Concept
For this assignment, I have created a particle simulator, in which small particles move away from the cursor and return to their initial positions. As the particles are in motion, their color will change. Recently, I have read several papers regarding electromagnetic forces and quantum fields. This project is inspired by the electromagnetic interactions between charged particles. I pictured small localized particles on a field, on which the particles are repelled by an external force (the cursor). The particles will then return to their initial position because they are most stable on those points. The color red means the particles are stable; the color blue means the particles are unstable.
Code
I began writing codes for declaring a class for small particles. Each particle will store 5 different pieces of information about their X and Y coordinates of their initial positions, X and Y coordinates of their current positions, and the color that will be used to set the stroke color.
class spacePoints { //Declare class constructor(posX, posY) { this.posX0 = posX; //Original X coordinate of the point this.posY0 = posY; //Original Y coordinate of the point this.posX = posX; //Current X coordinate this.posY = posY; //Current Y coordinate this.color = 255; //Color of the point when drawn }
The most challenging codes to write in this project was a class method, which updates the position of the particles depending on the cursor position. Using dist(), I measured distance between a particle and the cursor. If the distance is smaller than the defined threshold, the particle must be repelled. To do this, a vector that is always directed away from the cursor was declared. Then, the magnitude of the vector was modified to make its magnitude increase as the cursor gets closer to a particle. Since the particle is in motion, and thus, unstable, the particle’s color property is also modified.
If there is no cursor near a particle, a particle is moved back to its initial position. Another vector that points towards a particle’s initial position was created. Based on this vector, a particle’s position is updated.
movePoint() { let cursorDist = dist(this.posX, this.posY, mouseX, mouseY); if (cursorDist < 100) { let dVec = createVector(this.posX - mouseX, this.posY-mouseY); dVec = dVec.setMag(100 / dVec.mag()); this.posX += constrain(dVec.x, -20, 20); this.posY += constrain(dVec.y, -20, 20); this.color = 0; } else { if (abs(this.posX - this.posX0) > 1 || abs(this.posY != this.posY0) > 1) { let dVec = createVector(this.posX0 - this.posX, this.posY0 - this.posY); dVec.setMag(1); this.posX += dVec.x; this.posY += dVec.y; }else this.color=255; } }
In the end, I wrote a short method that draws a particle based on the canvas. One noticeable thing is that the stroke color will change depending on a particle’s color property.
drawPoint() { //Draw a spacePoint noFill(); stroke(this.color,125,125); strokeWeight(3); circle(this.posX, this.posY, 8); }
Click listener is also used, so the user can freely add particles on specific points they click on.
function mouseClicked() { //When mouse is clicked append(pArr, new spacePoints(mouseX+random(-5,5), mouseY+random(5,-5))); //Generate new spacePoint at where the mouse is clicked. Store it in pArr[] pNum++; //Increase number of current number of spacePoints by 1 }
The draw function is rather very simple because all calculations are done by the functions and objects.

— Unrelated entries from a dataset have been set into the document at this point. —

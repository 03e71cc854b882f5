use crate::structures::literal::{CLiteral, Literal};

/// The index to a formula.
pub type FormulaIndex = u32;

/// A key to access a clause stored in the clause database.
///
/// Within the clause database clauses are stored in an indexed arena, and keys to non-unit clauses contain the index to the clause.
/// Every structure other than the database itself --- occurrence lists, candidate lists --- holds keys, never clauses.
///
/// The only exception to this is unit clauses, whose key contains the (unit) clause.
#[derive(Clone, Copy, Debug, PartialEq, Eq, PartialOrd, Ord, Hash)]
pub enum ClauseKey {
    /// The key to a unit clause contains the (unit) clause.
    Unit(CLiteral),

    /// The key to an original clause.
    Original(FormulaIndex),
}

impl ClauseKey {
    /// Extracts the index from a key.
    pub fn index(&self) -> usize {
        match self {
            Self::Unit(literal) => literal.atom() as usize,
            Self::Original(index) => *index as usize,
        }
    }
}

function draw() { background(0); for (let i = 0; i < pNum; i++) { pArr[i].movePoint(); //Update positions of spacePoints in pArr pArr[i].drawPoint(); //Draw spacePoints in pArr on the canvas } }
Reflection / Future Improvements
I am very happy about my project’s complex mathematical logic behind the simple appearance. I initially added lines that show the current direction and velocity of the particle’s motion, but I had to remove the lines to keep my project look simple. This is the first project that I did not use translate() to handle coordinate calculations, which I found surprisingly easy without shifting my origin to the canvas center.
If I have another opportunity to work on this project, I would like to change and improve upon these:
- Optimization. Though code seems to run smoothly regardless of the number of particles, there are rare moments the code takes time to start. I believe this problem occurred because I used vectors for angle calculations. Instead of calculating angles via vectors, the program may run faster if mathematical expressions are used.
- Collision Detection. The project will look more interesting if each particle interacted with the other. If each particle has collision detection features, the particle simulator will be more realistic. However, because collision detection require more computing power, the codes must be optimized before adding this feature.
Awesome! Would be cool if the particles had some motion of their own (e.g. drifting on the screen) as well as being influenced by the mouse. The colour change for the particles influenced by the mouse is nice.